PIERROT LE FOU est d’abord l’histoire d’un amour fou, celui de Ferdinand pour Marianne, qui envoie valdinguer sa vie bourgeoise, pour l’aventure et l’inconnu. Trafic d’armes, guerre d’Algérie, barbouzes et révolution, voilà le menu des pérégrinations de nos deux héros. Le film, d’une beauté plastique confondante, aux couleurs éclatantes, regorge de scènes d’anthologie, qui forcent l’admiration. Citons cet échange au début du film, entre Ferdinand et sa femme, qui lui reproche de ne pas avoir superviser les devoirs de sa fille, pour l’emmener au cinéma. Ferdinand/Belmondo répond : « je l’ai emmenée voir Johnny Guitar, il faut bien qu’elle s’éduque » ! Citons encore la soirée mondaine, où les participants ne parlent qu’avec des slogans publicitaires, avec ces filtres de couleurs qui changent la tonalité de chaque plan, et où Belmondo croisera Samuel Fuller (le vrai !). « C’est quoi le cinéma » demande Belmondo à Fuller. « Le cinéma c’est la vie, la mort, la haine, l’amour, la violence… c’est l’émotion », répond le metteur en scène américain. Citons aussi ce chassé-croisé dans un appartement où le couple doit cacher un cadavre. Filmée en plan séquence, depuis le balcon. C’est une scène fabuleuse ! Et puis, ma scène préférée, trois minutes de pure poésie, sur une plage, filmée encore en trois plans séquences où Belmondo et Anna Karina dansent et chantent « ma ligne de chance, chéri, qu’est ce que t’en penses ? » , « ta ligne de hanche ? c’est un sourire dans le matin ! ». Un ballet merveilleux. Anna Karina (ex-femme du metteur en scène) est craquante, et Belmondo fait du Bébel, comme chez de Broca ! Irrésistible ! Les personnages nous interpellent en s’adressant directement à la caméra, comme dans cette dernière scène, fameuse et cocasse, avec un Belmondo peinturluré en bleu… n’en disons pas plus…

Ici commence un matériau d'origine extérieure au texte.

use anyhow::Result;
use clap::{ArgMatches, Command};

pub trait AwdLstmApp
where
    Self: Sized,
{
    fn app() -> Command;

    fn parse(matches: &ArgMatches) -> Result<Self>;

    fn run(&self) -> Result<()>;
}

"Ma ligne de chance"... Un des plus beaux, plus purs, plus merveilleux moments de cinéma. Bebel et Anna, JLG à la caméra... On se tait, on regarde, et on pleur de bonheur.
PIERROT LE FOU est un film unique, l’occasion de comprendre le travail de Jean Luc Godard, sa manière de déstructurer les intrigues, de faire exploser les codes de narration, de laisser libre court à ses comédiens, et de rendre hommage à sa manière, au cinéma. Ce n’est pas un film facile, moins classique sans doute que son autre chef d’œuvre LE MEPRIS. Godard y poursuit ses recherches formelles inaugurées dans « A bout de souffle », dans un style plus maîtrisé, avec un travail magnifique de Raoul Coutard sur les cadres en scope, et le technicolor flamboyant. A sa sortie en salle, il faut interdit aux moins de 18 ans, pour cause d’anarchisme moral ! Le film préfigure 68, la radicalité politique, le rejet de la société de consommation, les causes indépendantistes. Après A BOUT DE SOUFFLE, Jean Paul Belmondo y décroche son rôle le plus emblématique.
PIERROT LE FOU est un film kaléidoscope, fascinant, subversif et poétique, d’une terrible modernité encore aujourd’hui, c’est un ovni sublime qui nous enrichit à chaque vision.
PIERROT LE FOU (1965)
Scénario : Jean-Luc Godard, d'après Obsession (Le démon d'onze heures), de Lionel White
Production : Georges de Beauregard
Musique : Antoine Duhamel et Cyrus Bassiak
Photographie : Raoul Coutard
Montage : Françoise Collin
Jean-Paul Belmondo, Anna Karina, Graziella Galvani, Dirk Sanders, Samuel Fuller, Raymond Devos, Lazlo Szabo, Jean-Pierre Léaud…
1h55 - couleurs - 2,35:1 -
..."La ligne de chance-hanches"... on dirait du Jacques Demy en plus égrillard... niark-niark-niark !!!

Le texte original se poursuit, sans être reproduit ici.